“Oh! nothing at all, Perk; let him run his rope; only we’ll keep along streets where there’s plenty of company, and be prepared for any sort of ambush; though I can’t believe he’d be crazy enough to start anything so early in the evening—if the hour was close to midnight, things might be different. There are any number of tough cases in this old Creole city ready to handle a sticking game for the coin in it—blacks and yellows and whites it doesn’t matter which—all of them are assassins at heart.”

“Then you don’t care if he shadows us straight to the hotel?” demanded Perk.

“Much good that will do him.” said Jack with a light laugh; “the chances are two to one he already knows where we’ve put up, and has had some spy dog me to the Federal building. When the time comes for us to jump off we’ll find a slick way to hop our ship without giving these boys a show-down.”

Presently they arrived at the hotel entrance, without any untoward incident arising to mar the quiet of the evening.

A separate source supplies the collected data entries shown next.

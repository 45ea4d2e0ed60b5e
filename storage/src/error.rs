/// Failures a storage collaborator can report back to the assembler.
/// Kept as a plain `thiserror` enum rather than the core's richer
/// `AssemblerError` taxonomy — callers here only branch on "did this
/// lookup fail", not on a matchable reason.
#[derive(Debug, thiserror::Error)]
pub enum Error {
    #[error("database error: {0}")]
    Database(String),
    #[error("block parent is unknown")]
    UnknownParent,
    #[error("fork is too long to proceed")]
    AncientFork,
}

Perk cast a parting glance toward their rear just before entering, and seeing the shadowy figure hovering not far away, considered it a part of his duty to place his thumb to his nose, and wiggle his fingers derisively, at the same time uttering a snarl like a bobcat at bay, to express his utter contempt.

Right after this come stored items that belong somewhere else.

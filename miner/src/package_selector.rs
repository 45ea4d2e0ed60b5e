//! Package Selector (component B, spec.md §4.2): merges the raw
//! `byAncestorScore` pool cursor with the mutable `modifiedIndex`
//! overlay, committing ancestor-complete packages into
//! `ResourceAccounting` in feerate-with-ancestors order until the block
//! is full or the pool is exhausted.

use std::collections::BTreeSet;

use duskcoin_chain::IndexedTransaction;
use log::debug;

use crate::mempool::{MempoolCollaborator, ModifiedEntry, ModifiedIndex, PoolHandle};
use crate::resource_accounting::ResourceAccounting;

/// Optional floor on aggregate package feerate (spec.md §4.2 "Minimum
/// feerate gate"); disabled by default per the reference behavior.
#[derive(Clone, Copy, Debug, Default)]
pub struct SelectorConfig {
    pub min_package_feerate: Option<(u64, u64)>,
    pub want_witness: bool,
    /// `printpriority` (spec.md §6): logs each committed package's
    /// feerate-with-ancestors at debug level.
    pub print_priority: bool,
}

/// Terminates the main loop once this many consecutive rejected
/// candidates have piled up and the block is already near-full — spec.md
/// §4.2 step 4's termination condition.
const MAX_CONSECUTIVE_FAILURES: u32 = 1000;
const NEAR_FULL_MARGIN: u64 = 4000;

pub struct PackageSelector<'a> {
    pool: &'a dyn MempoolCollaborator,
    config: SelectorConfig,
    inclusion_set: BTreeSet<PoolHandle>,
    failed_set: BTreeSet<PoolHandle>,
    modified_index: ModifiedIndex,
    raw_cursor: Vec<PoolHandle>,
    raw_pos: usize,
}

impl<'a> PackageSelector<'a> {
    pub fn new(pool: &'a dyn MempoolCollaborator, config: SelectorConfig) -> Self {
        PackageSelector {
            pool,
            config,
            inclusion_set: BTreeSet::new(),
            failed_set: BTreeSet::new(),
            modified_index: ModifiedIndex::new(),
            raw_cursor: pool.handles_by_ancestor_score(),
            raw_pos: 0,
        }
    }

    /// Seeds the selector from handles the caller pre-placed in the
    /// block (e.g. a coinstake's own inputs), so their in-mempool
    /// descendants' aggregates are corrected before selection begins.
    pub fn preload(&mut self, already_included: &[PoolHandle]) {
        for &handle in already_included {
            self.inclusion_set.insert(handle);
        }
        self.update_packages_for_added(already_included);
    }

    fn advance_past_unusable(&mut self) {
        while self.raw_pos < self.raw_cursor.len() {
            let head = self.raw_cursor[self.raw_pos];
            if self.inclusion_set.contains(&head)
                || self.modified_index.contains(head)
                || self.failed_set.contains(&head)
            {
                self.raw_pos += 1;
            } else {
                break;
            }
        }
    }

    fn raw_head(&self) -> Option<PoolHandle> {
        self.raw_cursor.get(self.raw_pos).copied()
    }

    /// `updatePackagesForAdded`: for every descendant of a just-committed
    /// handle not itself in `added`, correct its ancestor aggregates by
    /// subtracting the committed entry's own contribution.
    fn update_packages_for_added(&mut self, added: &[PoolHandle]) -> usize {
        let added_set: BTreeSet<PoolHandle> = added.iter().copied().collect();
        let mut touched = BTreeSet::new();
        for &handle in added {
            let Some(added_entry) = self.pool.entry(handle) else {
                continue;
            };
            let (a_size, a_fee, a_sigops) = (
                added_entry.size,
                added_entry.fee,
                added_entry.sigop_cost,
            );
            for descendant in self.pool.descendants(handle) {
                if added_set.contains(&descendant) {
                    continue;
                }
                touched.insert(descendant);
                if let Some(existing) = self.modified_index.get(descendant) {
                    let updated = ModifiedEntry {
                        handle: descendant,
                        size_with_ancestors: existing.size_with_ancestors.saturating_sub(a_size),
                        fee_with_ancestors: existing.fee_with_ancestors.saturating_sub(a_fee),
                        sigop_cost_with_ancestors: existing
                            .sigop_cost_with_ancestors
                            .saturating_sub(a_sigops),
                    };
                    self.modified_index.upsert(updated);
                } else if let Some(base) = self.pool.entry(descendant) {
                    let updated = ModifiedEntry {
                        handle: descendant,
                        size_with_ancestors: base.size_with_ancestors.saturating_sub(a_size),
                        fee_with_ancestors: base.fee_with_ancestors.saturating_sub(a_fee),
                        sigop_cost_with_ancestors: base
                            .sigop_cost_with_ancestors
                            .saturating_sub(a_sigops),
                    };
                    self.modified_index.upsert(updated);
                }
            }
        }
        touched.len()
    }

    /// Drives the main loop (spec.md §4.2 steps 1-8), appending every
    /// committed package into `accounting` in ancestor-count order, and
    /// finality-testing each package against `height`/`locktime_cutoff`.
    /// `build_entry` maps a committed handle to the `(tx, fee, sigops,
    /// size)` tuple `ResourceAccounting::add` needs.
    pub fn run(
        &mut self,
        accounting: &mut ResourceAccounting,
        height: u32,
        locktime_cutoff: u32,
        build_entry: impl Fn(PoolHandle) -> IndexedTransaction,
    ) {
        let mut consecutive_failures: u32 = 0;

        loop {
            self.advance_past_unusable();
            let raw_available = self.raw_pos < self.raw_cursor.len();
            let modified_best = self.modified_index.peek_best().cloned();

            if !raw_available && modified_best.is_none() {
                break;
            }

            let (handle, pkg_size, pkg_fee, pkg_sigops, using_modified) = if !raw_available {
                let best = modified_best.expect("checked above");
                (
                    best.handle,
                    best.size_with_ancestors,
                    best.fee_with_ancestors,
                    best.sigop_cost_with_ancestors,
                    true,
                )
            } else {
                let raw_handle = self.raw_head().expect("raw_available implies Some");
                let raw_entry = self.pool.entry(raw_handle);
                let raw_key = raw_entry.map(|e| crate::mempool::FeerateAncestorsKey {
                    fee_with_ancestors: e.fee_with_ancestors,
                    size_with_ancestors: e.size_with_ancestors.max(1),
                    handle: raw_handle,
                });

                match (&modified_best, raw_key) {
                    (Some(modified), Some(raw_key))
                        if crate::mempool::FeerateAncestorsKey {
                            fee_with_ancestors: modified.fee_with_ancestors,
                            size_with_ancestors: modified.size_with_ancestors.max(1),
                            handle: modified.handle,
                        }
                        .strictly_better_than(&raw_key) =>
                    {
                        (
                            modified.handle,
                            modified.size_with_ancestors,
                            modified.fee_with_ancestors,
                            modified.sigop_cost_with_ancestors,
                            true,
                        )
                    }
                    _ => {
                        self.raw_pos += 1;
                        let e = raw_entry.expect("raw_key built from entry");
                        (
                            raw_handle,
                            e.size_with_ancestors,
                            e.fee_with_ancestors,
                            e.sigop_cost_with_ancestors,
                            false,
                        )
                    }
                }
            };

            if let Some((min_fee, min_size)) = self.config.min_package_feerate {
                let floor = min_fee as u128 * pkg_size.max(1) as u128;
                let got = pkg_fee as u128 * min_size.max(1) as u128;
                if got < floor {
                    self.reject(handle, using_modified, &mut consecutive_failures);
                    if self.should_terminate(accounting, consecutive_failures) {
                        break;
                    }
                    continue;
                }
            }

            if !accounting.test_package(pkg_size, pkg_sigops) {
                self.reject(handle, using_modified, &mut consecutive_failures);
                if self.should_terminate(accounting, consecutive_failures) {
                    break;
                }
                continue;
            }

            let mut package: BTreeSet<PoolHandle> = self.pool.ancestors(handle);
            package.retain(|h| !self.inclusion_set.contains(h));
            package.insert(handle);

            let txs: Vec<IndexedTransaction> =
                package.iter().map(|&h| build_entry(h)).collect();
            let tx_refs: Vec<&IndexedTransaction> = txs.iter().collect();
            let finality_ok = accounting
                .test_finality(&tx_refs, height, locktime_cutoff, self.config.want_witness)
                .unwrap_or(false);
            if !finality_ok {
                self.reject(handle, using_modified, &mut consecutive_failures);
                continue;
            }

            let mut ordered: Vec<PoolHandle> = package.into_iter().collect();
            ordered.sort_by_key(|h| self.pool.ancestors(*h).len());

            for h in &ordered {
                let entry = self.pool.entry(*h).expect("package members exist in pool");
                if self.config.print_priority {
                    let feerate = entry.fee as f64 / entry.size.max(1) as f64;
                    debug!(
                        target: "miner",
                        "priority: tx {} fee={} size={} feerate={feerate:.3} sat/byte",
                        entry.hash, entry.fee, entry.size
                    );
                }
                accounting.add(build_entry(*h), entry.fee, entry.sigop_cost, entry.size);
                self.inclusion_set.insert(*h);
                self.modified_index.remove(*h);
            }
            consecutive_failures = 0;
            self.update_packages_for_added(&ordered);
        }
    }

    fn reject(&mut self, handle: PoolHandle, using_modified: bool, consecutive_failures: &mut u32) {
        if using_modified {
            self.modified_index.remove(handle);
        }
        self.failed_set.insert(handle);
        *consecutive_failures += 1;
    }

    fn should_terminate(&self, accounting: &ResourceAccounting, consecutive_failures: u32) -> bool {
        consecutive_failures > MAX_CONSECUTIVE_FAILURES
            && accounting.block_weight > accounting.max_weight().saturating_sub(NEAR_FULL_MARGIN)
    }

    pub fn inclusion_set(&self) -> &BTreeSet<PoolHandle> {
        &self.inclusion_set
    }
}

#[cfg(test)]
mod tests {
    use super::*;
    use duskcoin_chain::{Hash256, OutPoint, Transaction, TransactionInput, TransactionOutput, TxKind};
    use duskcoin_network::{ConsensusParams, Network};
    use duskcoin_script::Script;

    use crate::mempool::MemoryMempool;

    fn tx(value: u64) -> Transaction {
        Transaction {
            version: 1,
            kind: TxKind::Standard,
            inputs: vec![TransactionInput {
                previous_output: OutPoint::null(),
                script_sig: Script::default(),
                sequence: 0xffffffff,
            }],
            outputs: vec![TransactionOutput {
                value,
                script_pubkey: Script::default(),
            }],
            lock_time: 0,
        }
    }

    fn build(pool: &MemoryMempool, handle: PoolHandle) -> IndexedTransaction {
        let entry = pool.entry(handle).unwrap();
        entry.indexed_transaction()
    }

    #[test]
    fn picks_the_highest_feerate_package_first() {
        let mut pool = MemoryMempool::new();
        let low = pool.insert(Hash256([1; 32]), tx(1), 200, 100, 0, false, &[]);
        let high = pool.insert(Hash256([2; 32]), tx(2), 100, 200, 0, false, &[]);

        let consensus = ConsensusParams::for_network(Network::Regtest);
        let mut accounting = ResourceAccounting::new(&consensus, 1_000_000);
        let mut selector = PackageSelector::new(&pool, SelectorConfig::default());
        selector.run(&mut accounting, 1, 0, |h| build(&pool, h));

        assert_eq!(accounting.transactions[0].hash, pool.entry(high).unwrap().hash);
        assert_eq!(accounting.transactions[1].hash, pool.entry(low).unwrap().hash);
    }

    #[test]
    fn includes_ancestors_before_their_descendant() {
        let mut pool = MemoryMempool::new();
        let parent = pool.insert(Hash256([1; 32]), tx(1), 100, 10, 0, false, &[]);
        let child = pool.insert(Hash256([2; 32]), tx(2), 100, 1000, 0, false, &[parent]);

        let consensus = ConsensusParams::for_network(Network::Regtest);
        let mut accounting = ResourceAccounting::new(&consensus, 1_000_000);
        let mut selector = PackageSelector::new(&pool, SelectorConfig::default());
        selector.run(&mut accounting, 1, 0, |h| build(&pool, h));

        assert_eq!(accounting.num_tx, 2);
        let parent_hash = pool.entry(parent).unwrap().hash;
        let child_hash = pool.entry(child).unwrap().hash;
        let parent_pos = accounting
            .transactions
            .iter()
            .position(|t| t.hash == parent_hash)
            .unwrap();
        let child_pos = accounting
            .transactions
            .iter()
            .position(|t| t.hash == child_hash)
            .unwrap();
        assert!(parent_pos < child_pos);
    }

    #[test]
    fn stops_selecting_once_the_block_is_full() {
        let mut pool = MemoryMempool::new();
        pool.insert(Hash256([1; 32]), tx(1), 500, 100, 0, false, &[]);
        pool.insert(Hash256([2; 32]), tx(2), 500, 90, 0, false, &[]);

        let consensus = ConsensusParams::for_network(Network::Regtest);
        // Weight floor clamps to 4000; with WITNESS_SCALE_FACTOR=4 a
        // single 500-byte package already consumes all headroom.
        let mut accounting = ResourceAccounting::new(&consensus, 10);
        let mut selector = PackageSelector::new(&pool, SelectorConfig::default());
        selector.run(&mut accounting, 1, 0, |h| build(&pool, h));

        assert_eq!(accounting.num_tx, 0);
    }
}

Once in their room, Jack first of all cast about as if to decide whether any uninvited guest had intruded on their preserves while they were absent.

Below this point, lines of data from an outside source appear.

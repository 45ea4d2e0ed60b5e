use duskcoin_chain::Transaction;
use duskcoin_storage::TransactionOutputProvider;

use crate::error::TransactionError;

/// Fee paid by a transaction: sum of input values minus sum of output
/// values. Missing prevouts (already spent, or an input the view has no
/// record of) are a hard error rather than treated as zero-value, since a
/// silently-zeroed input would understate the fee and break ancestor-score
/// ordering. Grounded on the teacher's `checked_transaction_fee`.
pub fn transaction_fee(
    store: &dyn TransactionOutputProvider,
    tx: &Transaction,
) -> Result<u64, TransactionError> {
    let mut incoming: u64 = 0;
    for (input_idx, input) in tx.inputs.iter().enumerate() {
        let prevout = store
            .transaction_output(&input.previous_output)
            .ok_or(TransactionError::Input(input_idx))?;
        incoming = incoming
            .checked_add(prevout.value)
            .ok_or(TransactionError::InputValueOverflow)?;
    }

    let outgoing = tx.total_output_value();

    incoming
        .checked_sub(outgoing)
        .ok_or(TransactionError::Overspend)
}

#[cfg(test)]
mod tests {
    use super::*;
    use duskcoin_chain::{OutPoint, TransactionInput, TransactionOutput, TxKind};
    use duskcoin_script::Script;
    use duskcoin_storage::MemoryUtxoView;

    fn output(value: u64) -> TransactionOutput {
        TransactionOutput {
            value,
            script_pubkey: Script::default(),
        }
    }

    #[test]
    fn fee_is_input_value_minus_output_value() {
        let mut store = MemoryUtxoView::new();
        let outpoint = OutPoint {
            hash: Default::default(),
            index: 0,
        };
        store.insert(outpoint, output(1_000_000));

        let tx = Transaction {
            version: 1,
            kind: TxKind::Standard,
            inputs: vec![TransactionInput {
                previous_output: outpoint,
                script_sig: Script::default(),
                sequence: 0,
            }],
            outputs: vec![output(900_000)],
            lock_time: 0,
        };

        assert_eq!(transaction_fee(&store, &tx), Ok(100_000));
    }

    #[test]
    fn missing_prevout_is_an_error() {
        let store = MemoryUtxoView::new();
        let tx = Transaction {
            version: 1,
            kind: TxKind::Standard,
            inputs: vec![TransactionInput {
                previous_output: OutPoint::null(),
                script_sig: Script::default(),
                sequence: 0,
            }],
            outputs: vec![output(1)],
            lock_time: 0,
        };
        assert_eq!(transaction_fee(&store, &tx), Err(TransactionError::Input(0)));
    }

    #[test]
    fn overspend_is_an_error() {
        let mut store = MemoryUtxoView::new();
        let outpoint = OutPoint {
            hash: Default::default(),
            index: 0,
        };
        store.insert(outpoint, output(100));

        let tx = Transaction {
            version: 1,
            kind: TxKind::Standard,
            inputs: vec![TransactionInput {
                previous_output: outpoint,
                script_sig: Script::default(),
                sequence: 0,
            }],
            outputs: vec![output(200)],
            lock_time: 0,
        };
        assert_eq!(transaction_fee(&store, &tx), Err(TransactionError::Overspend));
    }
}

“Everything seems to be just as we left it,” he told his running mate, after making this little survey, “and even if some busybody did get in here with the aid of a pass-key borrowed from a chambermaid, he was shrewd enough not to mess things up like they did with our friend Scotty of the air mail bunch.”

“I guess now they must acome to the conclusion you keep the letter o’ instructions ’bout your person,” suggested Perk, wisely, “which, bein’ the case mebbe now they figger on sneakin’ in here while we’re sound asleep, an’ agoin’ through your clothes in regulation style. They do tell me there be sneak thieves right clever in this same burgh, equal to the ones out in India, where they c’n steal the sheet from under a sleeper, without wakin’ him up.”

“I understand that’s really true, partner,” Jack agreed; “but we’re not going to let them have half a chance, even if they hired all the crooks in New Orleans to play the game.”

“Sounds good to me, boss,” Perk declared. “We’ll manage to sleep with one eye open, an’ if any critter tries to give us the once over, he’ll wish he’d never been born, that’s all I know.”

Before turning in, Jack placed a chair so nicely balanced that in case of the door being ever so slightly opened it would crash to the floor, making enough noise to arouse the Seven Sleepers. Perk grinned at seeing him prepare this “guardian angel” as he termed it, and lost no time himself in “hitting the hay.”